The advantage of the salt electrolysis system in the formation of NaClO is that no transport or storage is required. Another advantage of the onsite process is that chlorine lowers the pH, and no other acid is required to lower pH. The hydrogen gas that is produced is explosive, and as a result ventilation is required for explosion prevention. 

Safety Precautions 

Exposure. There is no threshold value for NaClO exposure. Various health effects occur after exposure to the chemical. In most cases, people are exposed to NaClO by inhalation of aerosols. If swallowed, its effects are stomachache, a burning sensation, coughing, diarrhea, sore throat and vomiting. It causes redness and pain when exposure to skin or eyes occurs and the skin can become sensitive after prolonged exposure. NaClO is poisonous to water organisms. It is mutagenic and very toxic when it comes in contact with ammonium salts.

While NaClO has many advantages—it can easily be stored and transported, or it can be produced on site; the dosage is simple; transport and storage of NaClO are safer than chlorine gas; and it is as effective as chlorine gas for disinfection—it is a dangerous and corrosive substance. Safety measures have to be taken to protect workers and the environment. NaClO should not come in contact with air, because that will cause it to disintegrate. Both NaClO and chlorine gas do not deactivate Giardia Lambia and Cryptosporidium.

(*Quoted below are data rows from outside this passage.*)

// SPDX-License-Identifier: Apache-2.0 OR MIT
// Copyright (c) 2025-2026 naskel.com

//! Simulation loop controller.
//!
//! ```text
//!            +-----------------------------------------------+
//!            v                                               |
//!   Waiting --(shutdown)--> Stopped                          |
//!      |                                                     |
//!      +--> Dropped ---------------------------> CycleComplete
//!      |                                             ^
//!      +--> Composing -> Encoding -> Delivering -----+
//! ```
//!
//! Every cycle ends in a [`CycleOutcome`]. Failures are logged with the
//! cycle number and the loop moves on; only shutdown ends it. A panic
//! inside a cycle (a misbehaving [`PayloadSink`], for instance) is caught
//! at the cycle boundary and reported as [`CycleOutcome::InternalFailure`].

use crate::delivery::{DeliveryOutcome, PayloadSink};
use crate::loss::LossDecider;
use crate::payload;
use crate::reading::ReadingComposer;
use crate::scheduler::{IntervalScheduler, Shutdown, WaitOutcome};
use crate::SimulatorConfig;
use futures::FutureExt;
use rand::Rng;
use std::any::Any;
use std::panic::AssertUnwindSafe;
use tracing::{debug, error, info, warn};

/// How a single cycle ended.
#[derive(Debug, Clone, PartialEq)]
pub enum CycleOutcome {
    /// Payload accepted with 201.
    Delivered,
    /// Transmission skipped by the loss decider.
    Dropped,
    /// Endpoint answered with a status other than 201.
    UnexpectedStatus(u16),
    /// The request did not complete.
    TransportError(String),
    /// The reading could not be encoded.
    EncodeFailed(String),
    /// The cycle panicked; carries the panic message.
    InternalFailure(String),
}

impl From<DeliveryOutcome> for CycleOutcome {
    fn from(outcome: DeliveryOutcome) -> Self {
        match outcome {
            DeliveryOutcome::Success => CycleOutcome::Delivered,
            DeliveryOutcome::UnexpectedStatus(code) => CycleOutcome::UnexpectedStatus(code),
            DeliveryOutcome::TransportError(cause) => CycleOutcome::TransportError(cause),
        }
    }
}

/// Counters accumulated over a simulator run.
#[derive(Debug, Clone, Default, PartialEq, Eq)]
pub struct RunSummary {
    /// Cycles started (including the one interrupted by shutdown).
    pub cycles: u64,
    pub delivered: u64,
    pub dropped: u64,
    /// Cycles answered with an unexpected status.
    pub warnings: u64,
    /// Cycles ending in a transport or internal failure.
    pub errors: u64,
}

impl RunSummary {
    fn record(&mut self, outcome: &CycleOutcome) {
        match outcome {
            CycleOutcome::Delivered => self.delivered += 1,
            CycleOutcome::Dropped => self.dropped += 1,
            CycleOutcome::UnexpectedStatus(_) => self.warnings += 1,
            CycleOutcome::TransportError(_)
            | CycleOutcome::EncodeFailed(_)
            | CycleOutcome::InternalFailure(_) => self.errors += 1,
        }
    }
}

/// One simulated sensor: owns its randomness, schedule and delivery sink.
pub struct Simulator<R, S> {
    composer: ReadingComposer,
    scheduler: IntervalScheduler,
    loss: LossDecider,
    sink: S,
    rng: R,
    cycle: u64,
    summary: RunSummary,
}

impl<R, S> Simulator<R, S>
where
    R: Rng + Send,
    S: PayloadSink,
{
    pub fn new(
        composer: ReadingComposer,
        scheduler: IntervalScheduler,
        loss: LossDecider,
        sink: S,
        rng: R,
    ) -> Self {
        Self {
            composer,
            scheduler,
            loss,
            sink,
            rng,
            cycle: 0,
            summary: RunSummary::default(),
        }
    }

    /// Build a simulator from validated configuration.
    pub fn from_config(config: &SimulatorConfig, sink: S, rng: R) -> Self {
        Self::new(
            ReadingComposer::new(config.sensor_name.as_str(), config.location.as_str()),
            IntervalScheduler::new(config.base_interval_secs, config.jitter_secs),
            LossDecider::new(config.drop_probability),
            sink,
            rng,
        )
    }

    /// Number of the most recently started cycle (0 before the first).
    pub fn cycle(&self) -> u64 {
        self.cycle
    }

    pub fn summary(&self) -> &RunSummary {
        &self.summary
    }

    pub fn sink(&self) -> &S {
        &self.sink
    }

    /// Run cycles until `shutdown` is requested.
    pub async fn run(&mut self, mut shutdown: Shutdown) -> RunSummary {
        info!(
            sensor = self.composer.name(),
            location = self.composer.location(),
            "Starting simulation"
        );

        loop {
            self.cycle += 1;
            self.summary.cycles += 1;
            let cycle = self.cycle;
            info!(cycle, "Cycle {} starting...", cycle);

            let wait_secs = self.scheduler.next_interval(&mut self.rng);
            info!(cycle, wait_secs, "Waiting {} seconds...", wait_secs);

            if self.scheduler.wait(wait_secs, &mut shutdown).await == WaitOutcome::Cancelled {
                info!(cycle, "Simulation interrupted");
                break;
            }

            let outcome = match AssertUnwindSafe(self.run_cycle()).catch_unwind().await {
                Ok(outcome) => outcome,
                Err(panic) => CycleOutcome::InternalFailure(panic_message(panic.as_ref())),
            };
            self.summary.record(&outcome);
            log_outcome(cycle, &outcome);
        }

        info!(
            cycles = self.summary.cycles,
            delivered = self.summary.delivered,
            dropped = self.summary.dropped,
            warnings = self.summary.warnings,
            errors = self.summary.errors,
            "Simulation stopped"
        );
        self.summary.clone()
    }

    /// Execute the post-wait part of a cycle: drop decision, compose,
    /// encode, deliver.
    pub async fn run_cycle(&mut self) -> CycleOutcome {
        if self.loss.should_drop(&mut self.rng) {
            return CycleOutcome::Dropped;
        }

        let composition = self.composer.compose(&mut self.rng);
        debug!(
            cycle = self.cycle,
            field_count = composition.field_count,
            "composed reading"
        );
        info!(cycle = self.cycle, "Generated data: {}", composition.reading);

        let body = match payload::encode(&composition.reading) {
            Ok(body) => body,
            Err(e) => return CycleOutcome::EncodeFailed(e.to_string()),
        };

        self.sink.deliver(body).await.into()
    }
}

fn panic_message(panic: &(dyn Any + Send)) -> String {
    if let Some(msg) = panic.downcast_ref::<&str>() {
        (*msg).to_string()
    } else if let Some(msg) = panic.downcast_ref::<String>() {
        msg.clone()
    } else {
        "unknown panic".to_string()
    }
}

fn log_outcome(cycle: u64, outcome: &CycleOutcome) {
    match outcome {
        CycleOutcome::Delivered => info!(cycle, "SUCCESS - Data sent to API"),
        CycleOutcome::Dropped => info!(cycle, "PACKET LOSS - Skipping transmission"),
        CycleOutcome::UnexpectedStatus(code) => {
            warn!(cycle, status = code, "WARNING - API returned code: {}", code)
        }
        CycleOutcome::TransportError(cause) => {
            error!(cycle, "ERROR: cycle {} delivery failed: {}", cycle, cause)
        }
        CycleOutcome::EncodeFailed(cause) => {
            error!(cycle, "ERROR: cycle {} could not encode reading: {}", cycle, cause)
        }
        CycleOutcome::InternalFailure(cause) => {
            error!(cycle, "ERROR: cycle {} failed internally: {}", cycle, cause)
        }
    }
}
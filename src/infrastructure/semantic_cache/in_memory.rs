//! In-memory semantic cache store

use std::collections::HashMap;
use std::time::Duration;

use async_trait::async_trait;
use tokio::sync::RwLock;
use tracing::debug;

use crate::domain::semantic_cache::{
    select_nearest, CacheEntry, SemanticCacheStore, SemanticMatch, SimilarityQuery,
};
use crate::domain::DomainError;

#[derive(Debug, Default)]
struct Entries {
    /// Entries by id, with their insertion sequence
    by_id: HashMap<String, (u64, CacheEntry)>,
    next_sequence: u64,
}

/// In-memory semantic cache store using linear search
///
/// Suitable for development, tests and single-process deployments.
#[derive(Debug)]
pub struct InMemorySemanticStore {
    entries: RwLock<Entries>,
    max_entries: Option<usize>,
    ttl: Option<Duration>,
}

impl Default for InMemorySemanticStore {
    fn default() -> Self {
        Self::new()
    }
}

impl InMemorySemanticStore {
    /// Create an unbounded store whose entries never expire
    pub fn new() -> Self {
        Self {
            entries: RwLock::new(Entries::default()),
            max_entries: None,
            ttl: None,
        }
    }

    /// Bound the number of entries; the oldest entry is evicted first
    pub fn with_max_entries(mut self, max_entries: usize) -> Self {
        self.max_entries = Some(max_entries);
        self
    }

    /// Expire entries after a TTL
    pub fn with_ttl(mut self, ttl: Duration) -> Self {
        self.ttl = Some(ttl);
        self
    }

    fn is_live(&self, entry: &CacheEntry) -> bool {
        self.ttl.is_none_or(|ttl| !entry.is_expired(ttl))
    }

    /// Drop expired entries, then the oldest ones until there is room
    fn evict_if_needed(&self, entries: &mut Entries) {
        if let Some(ttl) = self.ttl {
            entries.by_id.retain(|_, (_, entry)| !entry.is_expired(ttl));
        }

        let Some(max_entries) = self.max_entries else {
            return;
        };

        while !entries.by_id.is_empty() && entries.by_id.len() >= max_entries {
            let oldest_id = entries
                .by_id
                .iter()
                .min_by_key(|(_, (sequence, _))| *sequence)
                .map(|(id, _)| id.clone());

            if let Some(id) = oldest_id {
                entries.by_id.remove(&id);
                debug!("Evicted semantic cache entry {}", id);
            }
        }
    }
}

#[async_trait]
impl SemanticCacheStore for InMemorySemanticStore {
    async fn upsert(&self, entry: CacheEntry) -> Result<(), DomainError> {
        let mut entries = self.entries.write().await;

        self.evict_if_needed(&mut entries);

        let sequence = entries.next_sequence;
        entries.next_sequence += 1;
        entries
            .by_id
            .insert(entry.id().to_string(), (sequence, entry));

        Ok(())
    }

    async fn query_nearest(
        &self,
        query: &SimilarityQuery,
    ) -> Result<Option<SemanticMatch>, DomainError> {
        let entries = self.entries.read().await;

        let candidates = entries
            .by_id
            .values()
            .filter(|(_, entry)| self.is_live(entry))
            .map(|(sequence, entry)| (*sequence, entry));

        Ok(select_nearest(candidates, query)
            .map(|(entry, score)| SemanticMatch::new(entry.clone(), score)))
    }

    async fn clear(&self) -> Result<(), DomainError> {
        let mut entries = self.entries.write().await;
        entries.by_id.clear();

        Ok(())
    }

    async fn len(&self) -> Result<usize, DomainError> {
        let entries = self.entries.read().await;

        Ok(entries
            .by_id
            .values()
            .filter(|(_, entry)| self.is_live(entry))
            .count())
    }
}
//! Redis semantic cache store

use std::fmt;
use std::time::Duration;

use async_trait::async_trait;
use redis::aio::ConnectionManager;
use redis::{AsyncCommands, Client};
use serde::{Deserialize, Serialize};
use tracing::debug;

use crate::domain::fingerprint::Fingerprint;
use crate::domain::semantic_cache::{
    select_nearest, CacheEntry, SemanticCacheStore, SemanticMatch, SimilarityQuery,
};
use crate::domain::DomainError;

const SCAN_BATCH: usize = 500;

/// Configuration for the Redis store
#[derive(Debug, Clone)]
pub struct RedisStoreConfig {
    /// Redis connection URL (e.g., "redis://127.0.0.1:6379")
    pub url: String,
    /// Prefix of every key the store touches
    pub namespace: String,
    /// Entry TTL, enforced by Redis key expiry
    pub ttl: Option<Duration>,
}

impl RedisStoreConfig {
    pub fn new(url: impl Into<String>, namespace: impl Into<String>) -> Self {
        Self {
            url: url.into(),
            namespace: namespace.into(),
            ttl: None,
        }
    }

    pub fn with_ttl(mut self, ttl: Duration) -> Self {
        self.ttl = Some(ttl);
        self
    }
}

/// Stored document: the entry plus its insertion sequence
#[derive(Debug, Serialize, Deserialize)]
struct StoredEntry {
    sequence: u64,
    entry: CacheEntry,
}

/// Redis-backed semantic cache store
///
/// Each entry is one JSON document under
/// `{<namespace>}:entry:<fingerprint digest>:<id>`, written with a single SET,
/// so readers see either the whole entry or nothing. Similarity is computed
/// client-side over the partition's documents.
#[derive(Clone)]
pub struct RedisSemanticStore {
    connection: ConnectionManager,
    config: RedisStoreConfig,
}

impl fmt::Debug for RedisSemanticStore {
    fn fmt(&self, f: &mut fmt::Formatter<'_>) -> fmt::Result {
        f.debug_struct("RedisSemanticStore")
            .field("config", &self.config)
            .field("connection", &"<ConnectionManager>")
            .finish()
    }
}

impl RedisSemanticStore {
    /// Connect to Redis
    pub async fn new(config: RedisStoreConfig) -> Result<Self, DomainError> {
        validate_namespace(&config.namespace)?;

        let client = Client::open(config.url.as_str()).map_err(|e| {
            DomainError::store_unavailable(format!("Failed to create Redis client: {}", e))
        })?;

        let connection = ConnectionManager::new(client).await.map_err(|e| {
            DomainError::store_unavailable(format!("Failed to connect to Redis: {}", e))
        })?;

        Ok(Self { connection, config })
    }

    fn key_prefix(&self) -> String {
        namespace_prefix(&self.config.namespace)
    }

    fn sequence_key(&self) -> String {
        format!("{}:sequence", self.key_prefix())
    }

    fn entry_key(&self, fingerprint: &Fingerprint, id: &str) -> String {
        format!("{}:entry:{}:{}", self.key_prefix(), fingerprint.digest(), id)
    }

    fn partition_pattern(&self, fingerprint: &Fingerprint) -> String {
        format!(
            "{}:entry:{}:*",
            escape_glob(&self.key_prefix()),
            fingerprint.digest()
        )
    }

    fn all_entries_pattern(&self) -> String {
        format!("{}:entry:*", escape_glob(&self.key_prefix()))
    }

    async fn scan_keys(&self, pattern: &str) -> Result<Vec<String>, DomainError> {
        let mut conn = self.connection.clone();
        let mut cursor = 0u64;
        let mut found = Vec::new();

        loop {
            let (new_cursor, keys): (u64, Vec<String>) = redis::cmd("SCAN")
                .arg(cursor)
                .arg("MATCH")
                .arg(pattern)
                .arg("COUNT")
                .arg(SCAN_BATCH)
                .query_async(&mut conn)
                .await
                .map_err(|e| {
                    DomainError::store_unavailable(format!(
                        "Failed to scan keys with pattern '{}': {}",
                        pattern, e
                    ))
                })?;

            found.extend(keys);
            cursor = new_cursor;

            if cursor == 0 {
                break;
            }
        }

        Ok(found)
    }
}

/// Namespace segment of every key
///
/// Braced so that `{t}:*` never matches keys of namespace `t:x`.
fn namespace_prefix(namespace: &str) -> String {
    format!("{{{}}}", namespace)
}

fn validate_namespace(namespace: &str) -> Result<(), DomainError> {
    if namespace.trim().is_empty() || namespace.contains(['{', '}']) {
        return Err(DomainError::configuration(format!(
            "Invalid Redis namespace '{}': must be non-empty and contain no braces",
            namespace
        )));
    }

    Ok(())
}

/// Escape Redis glob metacharacters so a namespace matches literally
fn escape_glob(value: &str) -> String {
    let mut escaped = String::with_capacity(value.len());

    for c in value.chars() {
        if matches!(c, '*' | '?' | '[' | ']' | '\\') {
            escaped.push('\\');
        }
        escaped.push(c);
    }

    escaped
}

#[async_trait]
impl SemanticCacheStore for RedisSemanticStore {
    async fn upsert(&self, entry: CacheEntry) -> Result<(), DomainError> {
        let mut conn = self.connection.clone();

        let sequence: u64 = conn.incr(self.sequence_key(), 1).await.map_err(|e| {
            DomainError::store_unavailable(format!("Failed to allocate entry sequence: {}", e))
        })?;

        let key = self.entry_key(entry.fingerprint(), entry.id());
        let document = serde_json::to_string(&StoredEntry { sequence, entry }).map_err(|e| {
            DomainError::serialization(format!("Failed to serialize cache entry: {}", e))
        })?;

        let result: redis::RedisResult<()> = match self.config.ttl {
            Some(ttl) => conn.set_ex(&key, document, ttl.as_secs().max(1)).await,
            None => conn.set(&key, document).await,
        };

        result.map_err(|e| {
            DomainError::store_unavailable(format!("Failed to write key '{}': {}", key, e))
        })?;

        debug!("Stored semantic cache entry {}", key);

        Ok(())
    }

    async fn query_nearest(
        &self,
        query: &SimilarityQuery,
    ) -> Result<Option<SemanticMatch>, DomainError> {
        let keys = self.scan_keys(&self.partition_pattern(&query.fingerprint)).await?;

        if keys.is_empty() {
            return Ok(None);
        }

        let mut conn = self.connection.clone();
        let documents: Vec<Option<String>> = redis::cmd("MGET")
            .arg(&keys)
            .query_async(&mut conn)
            .await
            .map_err(|e| {
                DomainError::store_unavailable(format!("Failed to load partition entries: {}", e))
            })?;

        let mut stored = Vec::with_capacity(documents.len());

        // Keys that expired between SCAN and MGET come back as nil
        for document in documents.into_iter().flatten() {
            let parsed: StoredEntry = serde_json::from_str(&document).map_err(|e| {
                DomainError::serialization(format!("Corrupt cache entry document: {}", e))
            })?;
            stored.push(parsed);
        }

        let candidates = stored.iter().map(|s| (s.sequence, &s.entry));

        Ok(select_nearest(candidates, query)
            .map(|(entry, score)| SemanticMatch::new(entry.clone(), score)))
    }

    async fn clear(&self) -> Result<(), DomainError> {
        let mut keys = self.scan_keys(&self.all_entries_pattern()).await?;
        keys.push(self.sequence_key());
        let mut conn = self.connection.clone();

        for batch in keys.chunks(SCAN_BATCH) {
            let _: i64 = conn.del(batch).await.map_err(|e| {
                DomainError::store_unavailable(format!("Failed to delete keys: {}", e))
            })?;
        }

        debug!(
            "Cleared {} keys in namespace {}",
            keys.len(),
            self.config.namespace
        );

        Ok(())
    }

    async fn len(&self) -> Result<usize, DomainError> {
        Ok(self.scan_keys(&self.all_entries_pattern()).await?.len())
    }
}

#[cfg(test)]
mod tests {
    use super::*;
    use crate::domain::generation::GenerationResult;

    // Note: tests marked ignored require a running Redis instance
    // Run with: cargo test -- --ignored

    fn get_test_config(namespace: &str) -> RedisStoreConfig {
        RedisStoreConfig::new("redis://127.0.0.1:6379", namespace)
    }

    fn create_entry(fingerprint: &str, embedding: Vec<f32>, text: &str) -> CacheEntry {
        CacheEntry::new(
            text,
            Fingerprint::new(fingerprint),
            embedding,
            vec![GenerationResult::stop(text)],
        )
    }

    #[test]
    fn test_escape_glob() {
        assert_eq!(escape_glob("semantic:llm"), "semantic:llm");
        assert_eq!(escape_glob("a*b?[c]"), "a\\*b\\?\\[c\\]");
    }

    #[test]
    fn test_nested_namespaces_have_disjoint_prefixes() {
        let parent = format!("{}:", namespace_prefix("t"));
        let nested = namespace_prefix("t:x");

        assert_eq!(nested, "{t:x}");
        assert!(!nested.starts_with(&parent));
    }

    #[test]
    fn test_namespace_with_braces_rejected() {
        assert!(validate_namespace("semantic:llm").is_ok());
        assert!(validate_namespace("a{b}").is_err());
        assert!(validate_namespace(" ").is_err());
    }

    #[tokio::test]
    #[ignore = "Requires running Redis instance"]
    async fn test_redis_round_trip() {
        let store = RedisSemanticStore::new(get_test_config("test:roundtrip"))
            .await
            .unwrap();
        store.clear().await.unwrap();

        let entry = create_entry("f", vec![1.0, 0.0], "JD Vance.");
        store.upsert(entry.clone()).await.unwrap();

        let found = store
            .query_nearest(&SimilarityQuery::new(vec![1.0, 0.0], Fingerprint::new("f"), 0.8))
            .await
            .unwrap()
            .unwrap();

        assert_eq!(found.entry, entry);

        store.clear().await.unwrap();
    }

    #[tokio::test]
    #[ignore = "Requires running Redis instance"]
    async fn test_redis_partition_isolation() {
        let store = RedisSemanticStore::new(get_test_config("test:partition"))
            .await
            .unwrap();
        store.clear().await.unwrap();

        store
            .upsert(create_entry("f2", vec![1.0, 0.0], "other"))
            .await
            .unwrap();

        let found = store
            .query_nearest(&SimilarityQuery::new(vec![1.0, 0.0], Fingerprint::new("f1"), 0.0))
            .await
            .unwrap();

        assert!(found.is_none());

        store.clear().await.unwrap();
    }

    #[tokio::test]
    #[ignore = "Requires running Redis instance"]
    async fn test_redis_clear_is_namespace_scoped() {
        let a = RedisSemanticStore::new(get_test_config("test:ns-a"))
            .await
            .unwrap();
        let b = RedisSemanticStore::new(get_test_config("test:ns-b"))
            .await
            .unwrap();

        a.upsert(create_entry("f", vec![1.0], "a")).await.unwrap();
        b.upsert(create_entry("f", vec![1.0], "b")).await.unwrap();

        a.clear().await.unwrap();

        assert_eq!(a.len().await.unwrap(), 0);
        assert_eq!(b.len().await.unwrap(), 1);

        b.clear().await.unwrap();
    }

    #[tokio::test]
    #[ignore = "Requires running Redis instance"]
    async fn test_redis_clear_spares_nested_namespace() {
        let parent = RedisSemanticStore::new(get_test_config("t"))
            .await
            .unwrap();
        let nested = RedisSemanticStore::new(get_test_config("t:x"))
            .await
            .unwrap();
        parent.clear().await.unwrap();
        nested.clear().await.unwrap();

        parent.upsert(create_entry("f", vec![1.0], "parent")).await.unwrap();
        nested.upsert(create_entry("f", vec![1.0], "nested")).await.unwrap();

        parent.clear().await.unwrap();

        assert_eq!(parent.len().await.unwrap(), 0);
        assert_eq!(nested.len().await.unwrap(), 1);

        nested.clear().await.unwrap();
    }
}
//! OpenAI completions provider

use async_trait::async_trait;
use serde::Deserialize;

use super::http_client::HttpClientTrait;
use crate::domain::{
    CompletionProvider, DomainError, FinishReason, GenerationResult, ModelParams,
};

const DEFAULT_OPENAI_BASE_URL: &str = "https://api.openai.com";

/// OpenAI legacy completions API (`/v1/completions`)
#[derive(Debug)]
pub struct OpenAiCompletionProvider<C: HttpClientTrait> {
    client: C,
    auth_header: String,
    base_url: String,
}

impl<C: HttpClientTrait> OpenAiCompletionProvider<C> {
    pub fn new(client: C, api_key: impl Into<String>) -> Self {
        Self::with_base_url(client, api_key, DEFAULT_OPENAI_BASE_URL)
    }

    pub fn with_base_url(
        client: C,
        api_key: impl Into<String>,
        base_url: impl Into<String>,
    ) -> Self {
        let auth_header = format!("Bearer {}", api_key.into());
        let base_url = base_url.into().trim_end_matches('/').to_string();

        Self {
            client,
            auth_header,
            base_url,
        }
    }

    fn completions_url(&self) -> String {
        format!("{}/v1/completions", self.base_url)
    }

    fn headers(&self) -> Vec<(&str, &str)> {
        vec![
            ("Authorization", self.auth_header.as_str()),
            ("Content-Type", "application/json"),
        ]
    }

    fn build_request(&self, prompt: &str, params: &ModelParams) -> serde_json::Value {
        let mut body = serde_json::json!({
            "model": params.model_name,
            "prompt": prompt,
        });

        if let Some(temp) = params.temperature {
            body["temperature"] = serde_json::json!(temp);
        }

        if let Some(max_tokens) = params.max_tokens {
            body["max_tokens"] = serde_json::json!(max_tokens);
        }

        if let Some(n) = params.n {
            body["n"] = serde_json::json!(n);
        }

        if let Some(best_of) = params.best_of {
            body["best_of"] = serde_json::json!(best_of);
        }

        if let Some(top_p) = params.top_p {
            body["top_p"] = serde_json::json!(top_p);
        }

        if let Some(frequency_penalty) = params.frequency_penalty {
            body["frequency_penalty"] = serde_json::json!(frequency_penalty);
        }

        if let Some(presence_penalty) = params.presence_penalty {
            body["presence_penalty"] = serde_json::json!(presence_penalty);
        }

        if let Some(ref logit_bias) = params.logit_bias {
            body["logit_bias"] = serde_json::json!(logit_bias);
        }

        if let Some(ref stop) = params.stop {
            body["stop"] = serde_json::json!(stop.as_vec());
        }

        body
    }

    fn parse_response(&self, json: serde_json::Value) -> Result<Vec<GenerationResult>, DomainError> {
        let response: OpenAiCompletionResponse = serde_json::from_value(json).map_err(|e| {
            DomainError::generation("openai", format!("Failed to parse response: {}", e))
        })?;

        if response.choices.is_empty() {
            return Err(DomainError::generation("openai", "No choices in response"));
        }

        let mut choices = response.choices;
        choices.sort_by_key(|c| c.index);

        Ok(choices
            .into_iter()
            .map(|choice| GenerationResult {
                text: choice.text,
                finish_reason: FinishReason::from_provider(choice.finish_reason.as_deref()),
                log_probabilities: choice.logprobs.filter(|v| !v.is_null()),
            })
            .collect())
    }
}

#[async_trait]
impl<C: HttpClientTrait> CompletionProvider for OpenAiCompletionProvider<C> {
    async fn complete(
        &self,
        prompt: &str,
        params: &ModelParams,
    ) -> Result<Vec<GenerationResult>, DomainError> {
        let url = self.completions_url();
        let body = self.build_request(prompt, params);

        let response = self
            .client
            .post_json(&url, self.headers(), &body)
            .await
            .map_err(|e| DomainError::generation("openai", e.message))?;

        self.parse_response(response)
    }

    fn provider_name(&self) -> &'static str {
        "openai"
    }
}

// OpenAI API types for completions

#[derive(Debug, Deserialize)]
struct OpenAiCompletionResponse {
    choices: Vec<OpenAiCompletionChoice>,
}

#[derive(Debug, Deserialize)]
struct OpenAiCompletionChoice {
    #[serde(default)]
    index: usize,
    text: String,
    finish_reason: Option<String>,
    #[serde(default)]
    logprobs: Option<serde_json::Value>,
}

Strong oxidizer. NaClO is a strong oxidizer. Oxidation reactions are corrosive and solutions burn the skin. The chemical can cause eye damage when used in concentrated forms. As recognized by the National Fire Protection Assn., however, only solutions containing more than 40% NaClO by weight are considered hazardous oxidizers. Solutions less than 40% are classified as a moderate oxidizing hazard.